They sat in companionable silence once more, while Rose finished her soup and Sherlock tutted while clicking through the television channels. Eventually, Sherlock stretched out along the sofa, and Rose joined him. It seemed as if they still existed around one another in perfect synchronisation, not having to speak or suggest what their next movements would be.
Lying on a sofa both clad in bathrobes, in front of the telly, discussing the inanities of the programme they were watching, making Rose laugh, and occasionally snogging: now this was like being in Leinster Gardens. And then Rose began to press her desires onto Sherlock. Definitely like Leinster Gardens.
But, Christ! Four times in a twenty-four hour period! There would be nothing left of him at this rate. Sherlock assumed this was something akin to being on a honeymoon. A "sex holiday."
Or a conjugal visit.
But this time, Rose didn't stay lying in Sherlock's arms, post-coitus. She quickly left him for the bathroom. Could he hear her sniffing?
So, what should he do now? He knew Rose's clothing lay in a heap on the floor of the bathroom. There was a good chance she'd emerge fully dressed, and then he'd feel like an idiot for remaining naked, with the bathrobe loosely draped around him.

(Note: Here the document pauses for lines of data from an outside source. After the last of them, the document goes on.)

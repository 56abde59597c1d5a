use std::collections::{HashMap, HashSet};
use std::fmt::Debug;
use std::hash::Hash;
use num_traits::Zero;

use crate::Error;

/// Best-known way to reach a node during one search
#[derive(Debug, Clone)]
struct Label<N, W> {
    predecessor: Option<N>,
    weight: W,
    /// Position of the node in discovery order
    sequence: usize,
}

/// Outcome of offering a candidate weight for a node
#[derive(Debug, Clone, Copy, PartialEq)]
pub enum Relaxation<W> {
    /// First time the node was reached
    Discovered { weight: W, sequence: usize },
    /// Strictly cheaper than the previous best
    Improved { weight: W, sequence: usize },
    Unchanged,
}

/// Transient bookkeeping owned by a single search
///
/// The frontier is implicit: every discovered node not yet visited. Labels of
/// visited nodes are final and are never touched again.
#[derive(Debug)]
pub struct SearchState<N, W>
where
    N: Eq + Hash + Clone + Debug,
    W: Zero + Copy + PartialOrd + Debug,
{
    best: HashMap<N, Label<N, W>>,
    discovery: Vec<N>,
    visited: HashSet<N>,
    overflowed: bool,
}

impl<N, W> SearchState<N, W>
where
    N: Eq + Hash + Clone + Debug,
    W: Zero + Copy + PartialOrd + Debug,
{
    /// Starts a search at `start` with cumulative weight zero
    pub fn new(start: N) -> Self {
        let mut best = HashMap::new();
        best.insert(
            start.clone(),
            Label {
                predecessor: None,
                weight: W::zero(),
                sequence: 0,
            },
        );

        SearchState {
            best,
            discovery: vec![start],
            visited: HashSet::new(),
            overflowed: false,
        }
    }

    /// Best-known cumulative weight of a discovered node
    pub fn weight_of(&self, node: &N) -> Option<W> {
        self.best.get(node).map(|label| label.weight)
    }

    /// Node the best-known path to `node` arrives from, `None` for the start
    pub fn predecessor_of(&self, node: &N) -> Option<&N> {
        self.best.get(node)?.predecessor.as_ref()
    }

    /// Returns true once the node's weight is final
    pub fn is_visited(&self, node: &N) -> bool {
        self.visited.contains(node)
    }

    /// Number of nodes finalized so far
    pub fn visited_count(&self) -> usize {
        self.visited.len()
    }

    /// Records that a candidate weight was dropped because it overflowed
    pub fn note_overflow(&mut self) {
        self.overflowed = true;
    }

    /// Error to report when the frontier runs dry before the end is settled
    ///
    /// If an overflowing candidate was dropped, the end may have been reachable
    /// through it, so that is reported instead of an unreachable end.
    pub fn exhausted(&self) -> Error {
        if self.overflowed {
            Error::WeightOverflow
        } else {
            Error::RouteNotPossible
        }
    }

    /// Marks a discovered node as final and returns its cumulative weight
    pub fn settle(&mut self, node: &N) -> Option<W> {
        let weight = self.weight_of(node)?;
        self.visited.insert(node.clone());
        Some(weight)
    }

    /// Offers `candidate` as the cumulative weight of `node` via `from`
    ///
    /// Only a strict improvement replaces an existing label, so on ties the
    /// earlier predecessor is kept.
    pub fn relax(&mut self, from: &N, node: &N, candidate: W) -> Relaxation<W> {
        if self.visited.contains(node) {
            return Relaxation::Unchanged;
        }

        match self.best.get_mut(node) {
            None => {
                let sequence = self.discovery.len();
                self.discovery.push(node.clone());
                self.best.insert(
                    node.clone(),
                    Label {
                        predecessor: Some(from.clone()),
                        weight: candidate,
                        sequence,
                    },
                );
                Relaxation::Discovered {
                    weight: candidate,
                    sequence,
                }
            }
            Some(label) if candidate < label.weight => {
                label.predecessor = Some(from.clone());
                label.weight = candidate;
                Relaxation::Improved {
                    weight: candidate,
                    sequence: label.sequence,
                }
            }
            Some(_) => Relaxation::Unchanged,
        }
    }

    /// Frontier node with the smallest weight, earliest discovered on ties
    pub fn cheapest_unvisited(&self) -> Option<N> {
        let mut chosen: Option<(&N, W)> = None;

        for node in &self.discovery {
            if self.visited.contains(node) {
                continue;
            }
            let Some(weight) = self.weight_of(node) else {
                continue;
            };
            let cheaper = match chosen {
                None => true,
                Some((_, best_weight)) => weight < best_weight,
            };
            if cheaper {
                chosen = Some((node, weight));
            }
        }

        chosen.map(|(node, _)| node.clone())
    }

    /// Walks predecessor links back from `end` and returns the start-to-end path
    ///
    /// Returns an empty vector if `end` was never discovered.
    pub fn path_to(&self, end: &N) -> Vec<N> {
        let mut path = Vec::new();
        let mut cursor = self.best.get_key_value(end).map(|(node, _)| node);

        while let Some(node) = cursor {
            path.push(node.clone());
            cursor = self.predecessor_of(node);
        }

        path.reverse();
        path
    }
}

Reluctantly, Sherlock rose from the sofa and began to dress. Rose was crying, wasn't she? Quite obviously the end was nigh, and she couldn't reconcile the emotion that had built up during the best twenty-four hours she'd ever experienced, with what she was about to tell him. Sherlock was a bit off with reading Rose at the moment, but he knew her laughter was spontaneous, the enthusiasm in her touch was real, and her sighs so tangible he wanted to bottle them. But there was something about her that niggled at Sherlock—something that wasn't quite right that was forcing her decision not to go in his favour.

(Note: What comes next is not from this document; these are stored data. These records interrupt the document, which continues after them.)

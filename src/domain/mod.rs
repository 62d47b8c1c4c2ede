// Domain layer: request/response models shared by the gateway and its tests.

pub mod model;
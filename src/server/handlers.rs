use axum::extract::State;
use axum::http::StatusCode;
use axum::response::{IntoResponse, Response};
use axum::Json;
use serde_json::json;
use std::sync::Arc;

use crate::domain::model::SignupRequest;
use crate::server::AppState;
use crate::utils::error::GatewayError;

pub async fn root() -> Json<serde_json::Value> {
    Json(json!({ "message": "Welcome to INMAX" }))
}

/// `POST /api/users/` — forwards the signup upstream and relays the reply.
/// Field presence and types are enforced by the `Json` extractor before
/// this handler runs.
pub async fn create_user(
    State(state): State<Arc<AppState>>,
    Json(signup): Json<SignupRequest>,
) -> Result<Response, ApiError> {
    let reply = state.atproto.create_account(signup).await?;

    // Any 2xx from upstream passes through with its original status code.
    let status = StatusCode::from_u16(reply.status).unwrap_or(StatusCode::OK);
    Ok((status, Json(reply.body)).into_response())
}

/// Maps gateway errors onto the client-facing contract: upstream rejections
/// keep their status with the upstream body as detail, everything else is a
/// 500 whose detail is the error's string rendering. The variant is still
/// logged, so timeouts and connection failures stay distinguishable.
pub struct ApiError(GatewayError);

impl From<GatewayError> for ApiError {
    fn from(err: GatewayError) -> Self {
        Self(err)
    }
}

impl IntoResponse for ApiError {
    fn into_response(self) -> Response {
        match self.0 {
            GatewayError::UpstreamError { status, body } => {
                tracing::warn!("Upstream rejected account creation with status {}", status);
                let code = StatusCode::from_u16(status).unwrap_or(StatusCode::BAD_GATEWAY);
                (code, Json(json!({ "detail": body }))).into_response()
            }
            other => {
                tracing::error!("Account creation failed: {}", other);
                (
                    StatusCode::INTERNAL_SERVER_ERROR,
                    Json(json!({ "detail": other.to_string() })),
                )
                    .into_response()
            }
        }
    }
}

He was just buttoning up his shirt cuffs when Rose emerged from the bathroom, fully dressed. Her eyes quickly scanned his attire, before she turned from him as if she needed to search the room for something.
"Well, this was lovely," she said. Her words vaporised into the air, they were so thin. It didn't even sound as if Rose had spoken them. She drifted toward the window. "I'd love to see it snow from up here," she added dreamily. Her shoulders drooped ever-so slightly, and Sherlock knew she was lamenting something that couldn't be. But he couldn't take her in his arms. He felt paralysed with the inability to make things right.

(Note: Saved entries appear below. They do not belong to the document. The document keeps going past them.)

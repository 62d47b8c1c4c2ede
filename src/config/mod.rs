use crate::utils::error::Result;
use crate::utils::validation::{
    validate_allowed_origins, validate_bind_address, validate_non_empty_string,
    validate_positive_number, validate_url, Validate,
};
use clap::Parser;

pub const DEFAULT_UPSTREAM_URL: &str = "http://localhost:3000/xrpc/com.atproto.server.createAccount";

#[derive(Debug, Clone, Parser)]
#[command(name = "inmax-gateway")]
#[command(about = "HTTP gateway that forwards signups to an ATProto account service")]
pub struct GatewayConfig {
    #[arg(long, default_value = "0.0.0.0:8000")]
    pub bind_address: String,

    /// ATProto createAccount endpoint to forward signups to
    #[arg(long, default_value = DEFAULT_UPSTREAM_URL)]
    pub upstream_url: String,

    /// Allowed CORS origins; "*" permits any origin (development only)
    #[arg(long, value_delimiter = ',', default_value = "*")]
    pub allowed_origins: Vec<String>,

    /// Timeout for the outbound upstream call, in seconds
    #[arg(long, default_value = "30")]
    pub upstream_timeout_secs: u64,

    #[arg(long, help = "Enable verbose output")]
    pub verbose: bool,
}

impl Validate for GatewayConfig {
    fn validate(&self) -> Result<()> {
        validate_bind_address("bind_address", &self.bind_address)?;
        validate_url("upstream_url", &self.upstream_url)?;
        validate_allowed_origins("allowed_origins", &self.allowed_origins)?;
        validate_positive_number("upstream_timeout_secs", self.upstream_timeout_secs, 1)?;
        Ok(())
    }
}

#[derive(Debug, Clone, Parser)]
#[command(name = "concat-files")]
#[command(about = "Concatenates important project files into a single text file")]
pub struct ConcatConfig {
    /// Directory to scan
    #[arg(long, default_value = ".")]
    pub root: String,

    /// Output file name, created inside the scanned directory
    #[arg(long, default_value = "concatenated_code.txt")]
    pub output: String,

    #[arg(long, help = "Enable verbose output")]
    pub verbose: bool,
}

impl Validate for ConcatConfig {
    fn validate(&self) -> Result<()> {
        validate_non_empty_string("root", &self.root)?;
        validate_non_empty_string("output", &self.output)?;
        Ok(())
    }
}

#[cfg(test)]
mod tests {
    use super::*;

    #[test]
    fn test_gateway_config_defaults_validate() {
        let config = GatewayConfig::parse_from(["inmax-gateway"]);
        assert!(config.validate().is_ok());
        assert_eq!(config.bind_address, "0.0.0.0:8000");
        assert_eq!(config.upstream_url, DEFAULT_UPSTREAM_URL);
        assert_eq!(config.allowed_origins, vec!["*".to_string()]);
    }

    #[test]
    fn test_gateway_config_rejects_bad_upstream_url() {
        let config = GatewayConfig::parse_from([
            "inmax-gateway",
            "--upstream-url",
            "not-a-url",
        ]);
        assert!(config.validate().is_err());
    }

    #[test]
    fn test_gateway_config_parses_origin_list() {
        let config = GatewayConfig::parse_from([
            "inmax-gateway",
            "--allowed-origins",
            "http://localhost:5173,https://app.example.com",
        ]);
        assert!(config.validate().is_ok());
        assert_eq!(config.allowed_origins.len(), 2);
    }

    #[test]
    fn test_concat_config_defaults() {
        let config = ConcatConfig::parse_from(["concat-files"]);
        assert!(config.validate().is_ok());
        assert_eq!(config.root, ".");
        assert_eq!(config.output, "concatenated_code.txt");
    }
}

"Yes, well, we could…" Sherlock began, reaching down to scoop up his jacket from a nearby chair, "come back later after we retrieve your books." His words sounded hollow, even to himself.
But Rose strode by him and picked up her handbag from the coffee table in complete silence. Sherlock made for the door and wrenched it open. Her silence spoke volumes to him. It was over. Just like that.
Technically, Sherlock had about six hours remaining if he excluded the time she'd been at uni, but Rose's demeanour quite clearly gave him her answer already. Why? was what he wanted to ask. If he couldn't change her mind in eighteen of the twenty-four hours, what could he possibly do in the last six? Make it snow for her?
He had to take her home first. This wasn't a conversation for an inner-city boutique hotel in Edinburgh. He would at least take her home, even though he had nothing else to say.
Rose bowed her head as she leant against the kitchen bench. The kettle began its noisy rasping pre-boil protest. She shivered, then quickly made her way over to the fireplace. Sherlock would be here any second now, and him lapsing into silence meant he already knew her answer.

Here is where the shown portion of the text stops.